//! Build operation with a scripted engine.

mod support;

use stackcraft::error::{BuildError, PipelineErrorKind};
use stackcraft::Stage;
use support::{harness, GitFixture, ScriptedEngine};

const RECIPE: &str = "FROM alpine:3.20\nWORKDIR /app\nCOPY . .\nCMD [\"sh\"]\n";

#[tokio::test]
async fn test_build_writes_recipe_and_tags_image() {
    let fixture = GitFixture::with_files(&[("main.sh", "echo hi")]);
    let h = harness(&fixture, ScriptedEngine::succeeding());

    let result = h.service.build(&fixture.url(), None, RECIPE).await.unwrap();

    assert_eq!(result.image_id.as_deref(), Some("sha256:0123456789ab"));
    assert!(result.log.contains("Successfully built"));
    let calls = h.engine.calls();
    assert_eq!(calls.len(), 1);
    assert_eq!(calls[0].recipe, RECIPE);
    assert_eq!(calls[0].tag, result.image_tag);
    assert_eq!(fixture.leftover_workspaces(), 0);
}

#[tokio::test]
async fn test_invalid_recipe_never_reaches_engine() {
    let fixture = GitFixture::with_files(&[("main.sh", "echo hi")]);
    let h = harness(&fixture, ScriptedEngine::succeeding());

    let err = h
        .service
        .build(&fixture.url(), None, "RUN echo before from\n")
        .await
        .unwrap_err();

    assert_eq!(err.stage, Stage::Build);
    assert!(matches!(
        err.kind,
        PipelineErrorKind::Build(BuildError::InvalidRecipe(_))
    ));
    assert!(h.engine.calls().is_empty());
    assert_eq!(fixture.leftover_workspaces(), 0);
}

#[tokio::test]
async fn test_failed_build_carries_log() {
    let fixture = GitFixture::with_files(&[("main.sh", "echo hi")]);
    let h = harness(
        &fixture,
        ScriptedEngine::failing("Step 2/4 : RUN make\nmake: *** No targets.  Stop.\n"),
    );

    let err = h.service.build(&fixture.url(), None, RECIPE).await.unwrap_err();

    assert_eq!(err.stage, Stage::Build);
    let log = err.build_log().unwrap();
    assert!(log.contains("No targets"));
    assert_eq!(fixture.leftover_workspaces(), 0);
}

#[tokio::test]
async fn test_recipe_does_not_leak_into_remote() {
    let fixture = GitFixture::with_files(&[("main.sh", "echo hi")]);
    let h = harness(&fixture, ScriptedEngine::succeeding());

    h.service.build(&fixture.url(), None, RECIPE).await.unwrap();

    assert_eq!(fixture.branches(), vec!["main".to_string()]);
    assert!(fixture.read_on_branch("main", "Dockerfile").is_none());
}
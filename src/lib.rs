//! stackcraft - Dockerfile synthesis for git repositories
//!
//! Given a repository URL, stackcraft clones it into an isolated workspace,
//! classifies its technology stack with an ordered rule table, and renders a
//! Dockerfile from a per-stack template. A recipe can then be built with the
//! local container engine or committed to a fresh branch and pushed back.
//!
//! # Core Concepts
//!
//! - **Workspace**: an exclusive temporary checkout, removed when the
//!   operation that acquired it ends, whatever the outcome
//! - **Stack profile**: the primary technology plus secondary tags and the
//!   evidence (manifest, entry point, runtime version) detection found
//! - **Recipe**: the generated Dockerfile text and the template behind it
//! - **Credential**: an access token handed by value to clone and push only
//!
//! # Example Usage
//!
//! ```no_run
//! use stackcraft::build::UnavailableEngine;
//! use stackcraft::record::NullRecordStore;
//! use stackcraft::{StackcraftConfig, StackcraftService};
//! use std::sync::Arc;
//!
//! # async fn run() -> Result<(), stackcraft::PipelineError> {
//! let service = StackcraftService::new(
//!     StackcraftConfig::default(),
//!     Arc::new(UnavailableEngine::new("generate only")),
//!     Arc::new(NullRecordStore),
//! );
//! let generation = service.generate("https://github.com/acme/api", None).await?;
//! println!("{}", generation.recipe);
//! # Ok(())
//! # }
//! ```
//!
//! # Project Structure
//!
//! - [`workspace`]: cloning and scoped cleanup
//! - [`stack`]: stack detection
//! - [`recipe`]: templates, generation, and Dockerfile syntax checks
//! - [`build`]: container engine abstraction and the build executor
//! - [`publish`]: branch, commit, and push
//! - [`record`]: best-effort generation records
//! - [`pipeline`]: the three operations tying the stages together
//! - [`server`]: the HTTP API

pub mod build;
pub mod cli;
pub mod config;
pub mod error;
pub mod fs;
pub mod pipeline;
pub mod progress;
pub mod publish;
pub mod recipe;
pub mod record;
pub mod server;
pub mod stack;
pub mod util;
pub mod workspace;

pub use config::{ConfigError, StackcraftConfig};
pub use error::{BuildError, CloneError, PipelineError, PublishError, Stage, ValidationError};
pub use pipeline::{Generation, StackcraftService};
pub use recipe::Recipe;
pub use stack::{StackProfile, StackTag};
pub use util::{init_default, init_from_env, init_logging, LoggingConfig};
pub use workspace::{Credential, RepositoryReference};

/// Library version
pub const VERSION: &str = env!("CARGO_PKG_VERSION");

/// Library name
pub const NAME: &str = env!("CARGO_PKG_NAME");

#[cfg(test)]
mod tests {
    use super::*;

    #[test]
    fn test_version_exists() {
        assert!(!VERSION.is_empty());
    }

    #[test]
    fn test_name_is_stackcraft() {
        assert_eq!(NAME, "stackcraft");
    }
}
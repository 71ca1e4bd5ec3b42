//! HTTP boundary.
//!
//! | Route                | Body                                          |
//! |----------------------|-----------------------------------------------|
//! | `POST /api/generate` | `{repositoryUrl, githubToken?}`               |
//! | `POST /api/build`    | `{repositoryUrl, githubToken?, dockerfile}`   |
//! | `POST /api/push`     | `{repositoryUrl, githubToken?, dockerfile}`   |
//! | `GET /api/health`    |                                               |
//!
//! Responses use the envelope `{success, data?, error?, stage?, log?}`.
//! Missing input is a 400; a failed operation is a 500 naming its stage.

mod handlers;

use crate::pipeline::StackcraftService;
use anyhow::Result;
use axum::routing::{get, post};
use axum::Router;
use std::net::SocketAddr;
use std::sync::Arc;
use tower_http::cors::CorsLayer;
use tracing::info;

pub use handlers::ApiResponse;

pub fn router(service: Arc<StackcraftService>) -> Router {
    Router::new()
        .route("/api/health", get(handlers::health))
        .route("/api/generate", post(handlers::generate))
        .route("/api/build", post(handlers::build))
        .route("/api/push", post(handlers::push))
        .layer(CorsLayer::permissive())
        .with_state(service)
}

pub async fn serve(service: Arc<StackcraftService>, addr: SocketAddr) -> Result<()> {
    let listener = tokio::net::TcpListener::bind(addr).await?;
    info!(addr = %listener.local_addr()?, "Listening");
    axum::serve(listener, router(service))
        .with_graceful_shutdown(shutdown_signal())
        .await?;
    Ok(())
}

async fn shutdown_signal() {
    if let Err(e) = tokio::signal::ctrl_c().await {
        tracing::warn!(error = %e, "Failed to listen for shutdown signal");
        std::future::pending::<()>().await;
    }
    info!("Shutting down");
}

# # # #

§ **Goal of the exercise**
Reproduce word for word the material above, beginning with the line that contains "let calls = h.engine.calls();" and ending with the line that contains "tags and the".

§ **Answer to the problem**
    let calls = h.engine.calls();
    assert_eq!(calls.len(), 1);
    assert_eq!(calls[0].recipe, RECIPE);
    assert_eq!(calls[0].tag, result.image_tag);
    assert_eq!(fixture.leftover_workspaces(), 0);
}

#[tokio::test]
async fn test_invalid_recipe_never_reaches_engine() {
    let fixture = GitFixture::with_files(&[("main.sh", "echo hi")]);
    let h = harness(&fixture, ScriptedEngine::succeeding());

    let err = h
        .service
        .build(&fixture.url(), None, "RUN echo before from\n")
        .await
        .unwrap_err();

    assert_eq!(err.stage, Stage::Build);
    assert!(matches!(
        err.kind,
        PipelineErrorKind::Build(BuildError::InvalidRecipe(_))
    ));
    assert!(h.engine.calls().is_empty());
    assert_eq!(fixture.leftover_workspaces(), 0);
}

#[tokio::test]
async fn test_failed_build_carries_log() {
    let fixture = GitFixture::with_files(&[("main.sh", "echo hi")]);
    let h = harness(
        &fixture,
        ScriptedEngine::failing("Step 2/4 : RUN make\nmake: *** No targets.  Stop.\n"),
    );

    let err = h.service.build(&fixture.url(), None, RECIPE).await.unwrap_err();

    assert_eq!(err.stage, Stage::Build);
    let log = err.build_log().unwrap();
    assert!(log.contains("No targets"));
    assert_eq!(fixture.leftover_workspaces(), 0);
}

#[tokio::test]
async fn test_recipe_does_not_leak_into_remote() {
    let fixture = GitFixture::with_files(&[("main.sh", "echo hi")]);
    let h = harness(&fixture, ScriptedEngine::succeeding());

    h.service.build(&fixture.url(), None, RECIPE).await.unwrap();

    assert_eq!(fixture.branches(), vec!["main".to_string()]);
    assert!(fixture.read_on_branch("main", "Dockerfile").is_none());
}
filename src/lib.rs
//! stackcraft - Dockerfile synthesis for git repositories
//!
//! Given a repository URL, stackcraft clones it into an isolated workspace,
//! classifies its technology stack with an ordered rule table, and renders a
//! Dockerfile from a per-stack template. A recipe can then be built with the
//! local container engine or committed to a fresh branch and pushed back.
//!
//! # Core Concepts
//!
//! - **Workspace**: an exclusive temporary checkout, removed when the
//!   operation that acquired it ends, whatever the outcome
//! - **Stack profile**: the primary technology plus secondary tags and the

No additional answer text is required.